■ **The task**
Every line in the records below with the string "second" needs to be copied out.

##### Exercise data

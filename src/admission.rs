//! Admission (spec.md §4.2): decides whether a candidate FrontierEntry
//! advances into the frontier. First-match-wins over the decision order
//! spec.md lists; every rejection carries the reason it was rejected for,
//! used both for logging and for property testing (spec.md §8 property 3).

use std::collections::HashSet;
use std::sync::atomic::{AtomicUsize, Ordering};

use dashmap::DashSet;

use crate::config::ArchiveConfig;
use crate::robots::RobotsCache;
use crate::scope::evaluate as scope_evaluate;
use crate::types::{AdmissionDecision, FrontierEntry, RejectReason, SeedContext};
use crate::utils::canonicalize;

/// Process-local admission state: the set of canonicalized URLs ever
/// admitted, reconstructed on resume from the cached session (spec.md
/// §3's `AdmissionState`).
pub struct AdmissionState {
    admitted: DashSet<String>,
    admitted_count: AtomicUsize,
}

impl AdmissionState {
    #[must_use]
    pub fn new() -> Self {
        Self {
            admitted: DashSet::new(),
            admitted_count: AtomicUsize::new(0),
        }
    }

    /// Rebuild from a prior session's persisted PageRecord URLs (resume
    /// path, spec.md §4.5).
    #[must_use]
    pub fn from_urls(urls: impl IntoIterator<Item = String>) -> Self {
        let admitted = DashSet::new();
        for url in urls {
            admitted.insert(url);
        }
        let count = admitted.len();
        Self {
            admitted,
            admitted_count: AtomicUsize::new(count),
        }
    }

    #[must_use]
    pub fn count(&self) -> usize {
        self.admitted_count.load(Ordering::Relaxed)
    }

    #[must_use]
    pub fn contains(&self, canonical_url: &str) -> bool {
        self.admitted.contains(canonical_url)
    }
}

impl Default for AdmissionState {
    fn default() -> Self {
        Self::new()
    }
}

/// Evaluate spec.md §4.2's decision order for one candidate. On
/// admission, inserts the canonical URL into `state` so later duplicate
/// candidates are rejected.
pub async fn decide(
    candidate: &FrontierEntry,
    state: &AdmissionState,
    seed: &SeedContext,
    config: &ArchiveConfig,
    approved_urls: Option<&HashSet<String>>,
    robots: &RobotsCache,
) -> AdmissionDecision {
    let tracking_keys = config.tracking_query_keys();

    // 1. max_pages
    if state.count() >= config.crawling().max_pages {
        return AdmissionDecision::Reject(RejectReason::Limit);
    }

    // 2. max_depth
    if candidate.depth > config.crawling().max_depth {
        return AdmissionDecision::Reject(RejectReason::Depth);
    }

    let Some(canonical) = canonicalize(&candidate.url, tracking_keys) else {
        return AdmissionDecision::Reject(RejectReason::Excluded);
    };
    let canonical_str = canonical.to_string();

    // 3. duplicate
    if state.contains(&canonical_str) {
        return AdmissionDecision::Reject(RejectReason::Duplicate);
    }

    // 4. approved-URL set
    if let Some(approved) = approved_urls {
        if !approved.contains(&canonical_str) {
            return AdmissionDecision::Reject(RejectReason::NotApproved);
        }
    }

    // 5. exclude patterns
    if config
        .excluded_patterns_compiled()
        .iter()
        .any(|re| re.is_match(canonical.path()))
    {
        return AdmissionDecision::Reject(RejectReason::Excluded);
    }

    // 6. Scope Guard
    let verdict = scope_evaluate(seed, &candidate.url, config.path_scoping(), tracking_keys);
    if !verdict.is_admitted() {
        return AdmissionDecision::Reject(RejectReason::Scope);
    }

    // 7. robots.txt
    if config.crawling().respect_robots
        && !robots
            .is_allowed(&canonical_str, &config.crawling().user_agent)
            .await
    {
        return AdmissionDecision::Reject(RejectReason::Robots);
    }

    // 8. admit
    state.admitted.insert(canonical_str);
    state.admitted_count.fetch_add(1, Ordering::Relaxed);
    AdmissionDecision::Admit
}

#[cfg(test)]
mod tests {
    use super::*;
    use crate::config::ArchiveConfig;
    use std::collections::HashSet as StdHashSet;

    fn test_config() -> ArchiveConfig {
        ArchiveConfig::builder()
            .storage_dir("/tmp/sitecache-test")
            .start_url("https://docs.example.org/guide")
            .respect_robots(false)
            .max_pages(2)
            .max_depth(2)
            .build()
            .unwrap()
    }

    fn seed() -> SeedContext {
        let mut hosts = StdHashSet::new();
        hosts.insert("docs.example.org".to_string());
        SeedContext {
            base_url: "https://docs.example.org/guide".to_string(),
            allowed_hosts: hosts,
            start_path: "/guide".to_string(),
            config_digest: "abc".to_string(),
        }
    }

    #[tokio::test]
    async fn rejects_duplicates() {
        let config = test_config();
        let seed = seed();
        let state = AdmissionState::new();
        let robots = RobotsCache::new(reqwest::Client::new());
        let entry = FrontierEntry {
            url: "https://docs.example.org/guide/intro".to_string(),
            depth: 1,
            referrer: None,
            priority: 0,
        };

        let first = decide(&entry, &state, &seed, &config, None, &robots).await;
        assert_eq!(first, AdmissionDecision::Admit);

        let second = decide(&entry, &state, &seed, &config, None, &robots).await;
        assert_eq!(second, AdmissionDecision::Reject(RejectReason::Duplicate));
    }

    #[tokio::test]
    async fn rejects_over_max_pages() {
        let config = test_config();
        let seed = seed();
        let state = AdmissionState::from_urls(vec![
            "https://docs.example.org/guide/a".to_string(),
            "https://docs.example.org/guide/b".to_string(),
        ]);
        let robots = RobotsCache::new(reqwest::Client::new());
        let entry = FrontierEntry {
            url: "https://docs.example.org/guide/c".to_string(),
            depth: 1,
            referrer: None,
            priority: 0,
        };

        let decision = decide(&entry, &state, &seed, &config, None, &robots).await;
        assert_eq!(decision, AdmissionDecision::Reject(RejectReason::Limit));
    }

    #[tokio::test]
    async fn rejects_over_max_depth() {
        let config = test_config();
        let seed = seed();
        let state = AdmissionState::new();
        let robots = RobotsCache::new(reqwest::Client::new());
        let entry = FrontierEntry {
            url: "https://docs.example.org/guide/deep".to_string(),
            depth: 5,
            referrer: None,
            priority: 0,
        };

        let decision = decide(&entry, &state, &seed, &config, None, &robots).await;
        assert_eq!(decision, AdmissionDecision::Reject(RejectReason::Depth));
    }
}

##########

■ **Solution**
        let second = decide(&entry, &state, &seed, &config, None, &robots).await;
        assert_eq!(second, AdmissionDecision::Reject(RejectReason::Duplicate));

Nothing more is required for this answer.